Dataset excerpts
---+---
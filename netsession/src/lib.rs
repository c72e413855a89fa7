//! # netsession
//!
//! Callback-driven client/server sessions over a pluggable datagram
//! transport.
//!
//! A [`Client`](client::Client) holds one connection to a server; a
//! [`Server`](server::Server) accepts any number of clients and tracks them in
//! a registry. Each instance runs its own background poll thread that pulls
//! incoming messages, processes connection status changes and invokes the
//! user's callbacks. Transports implement
//! [`TransportProvider`](transport::TransportProvider); the in-process
//! [`LoopbackTransport`](transport::LoopbackTransport) ships with the crate.
//!
//! ## Quick Start
//!
//! ```no_run
//! use netsession::prelude::*;
//! use std::sync::Arc;
//!
//! let transport = Arc::new(LoopbackTransport::new());
//!
//! let mut server = Server::new(Arc::clone(&transport));
//! let handle = server.handle();
//! server.set_on_data_received(move |client, buffer| {
//!     handle.broadcast(buffer, Some(client), SendReliability::Reliable);
//! });
//! server.start();
//!
//! let mut client = Client::new(transport);
//! client.set_on_connected(|| println!("connected"));
//! client.connect("127.0.0.1:27020");
//! ```
//!
//! ## Crate Organization
//!
//! - [`core`] - Borrowed buffers, callback slots, the poll worker
//! - [`transport`] - Transport provider contract and loopback provider
//! - [`client`] - Client-side session engine
//! - [`server`] - Server-side session engine

pub mod prelude;

/// Buffers, callback slots and the background poll worker.
pub mod core {
    pub use netsession_core::*;
}

/// Transport provider contract and the loopback provider.
pub mod transport {
    pub use netsession_transport::*;
}

/// Client-side session engine.
pub mod client {
    pub use netsession_client::*;
}

/// Server-side session engine.
pub mod server {
    pub use netsession_server::*;
}
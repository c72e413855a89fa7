//! # netsession Client
//!
//! Client side of a netsession connection.
//!
//! This crate provides:
//! - Client builder with poll-loop configuration
//! - Connection status tracking (`Disconnected`, `Connecting`, `Connected`,
//!   `FailedToConnect`) with a human-readable debug message
//! - A background poll loop that dispatches data, connected and disconnected
//!   callbacks
//! - A cloneable handle for sending from other threads

pub mod builder;
pub mod error;
pub mod session;
pub mod status;

pub use builder::{Client, ClientBuilder, ClientConfig, ClientHandle};
pub use error::ClientError;
pub use session::{ClientCallbacks, ConnectedCallback, DataReceivedCallback, DisconnectedCallback};
pub use status::{ConnectionStatus, StatusTracker};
---+---
Assigned task - Reproduce all the data word for word.

The answer -
filename netsession/src/lib.rs
repository c72e413855a89fa7
//! # netsession
//!
//! Callback-driven client/server sessions over a pluggable datagram
//! transport.
//!
//! A [`Client`](client::Client) holds one connection to a server; a
//! [`Server`](server::Server) accepts any number of clients and tracks them in
//! a registry. Each instance runs its own background poll thread that pulls
//! incoming messages, processes connection status changes and invokes the
//! user's callbacks. Transports implement
//! [`TransportProvider`](transport::TransportProvider); the in-process
//! [`LoopbackTransport`](transport::LoopbackTransport) ships with the crate.
//!
//! ## Quick Start
//!
//! ```no_run
//! use netsession::prelude::*;
//! use std::sync::Arc;
//!
//! let transport = Arc::new(LoopbackTransport::new());
//!
//! let mut server = Server::new(Arc::clone(&transport));
//! let handle = server.handle();
//! server.set_on_data_received(move |client, buffer| {
//!     handle.broadcast(buffer, Some(client), SendReliability::Reliable);
//! });
//! server.start();
//!
//! let mut client = Client::new(transport);
//! client.set_on_connected(|| println!("connected"));
//! client.connect("127.0.0.1:27020");
//! ```
//!
//! ## Crate Organization
//!
//! - [`core`] - Borrowed buffers, callback slots, the poll worker
//! - [`transport`] - Transport provider contract and loopback provider
//! - [`client`] - Client-side session engine
//! - [`server`] - Server-side session engine

pub mod prelude;

/// Buffers, callback slots and the background poll worker.
pub mod core {
    pub use netsession_core::*;
}

/// Transport provider contract and the loopback provider.
pub mod transport {
    pub use netsession_transport::*;
}

/// Client-side session engine.
pub mod client {
    pub use netsession_client::*;
}

/// Server-side session engine.
pub mod server {
    pub use netsession_server::*;
}
repository c72e413855a89fa7
//! # netsession Client
//!
//! Client side of a netsession connection.
//!
//! This crate provides:
//! - Client builder with poll-loop configuration
//! - Connection status tracking (`Disconnected`, `Connecting`, `Connected`,
//!   `FailedToConnect`) with a human-readable debug message
//! - A background poll loop that dispatches data, connected and disconnected
//!   callbacks
//! - A cloneable handle for sending from other threads

pub mod builder;
pub mod error;
pub mod session;
pub mod status;

pub use builder::{Client, ClientBuilder, ClientConfig, ClientHandle};
pub use error::ClientError;
pub use session::{ClientCallbacks, ConnectedCallback, DataReceivedCallback, DisconnectedCallback};
pub use status::{ConnectionStatus, StatusTracker};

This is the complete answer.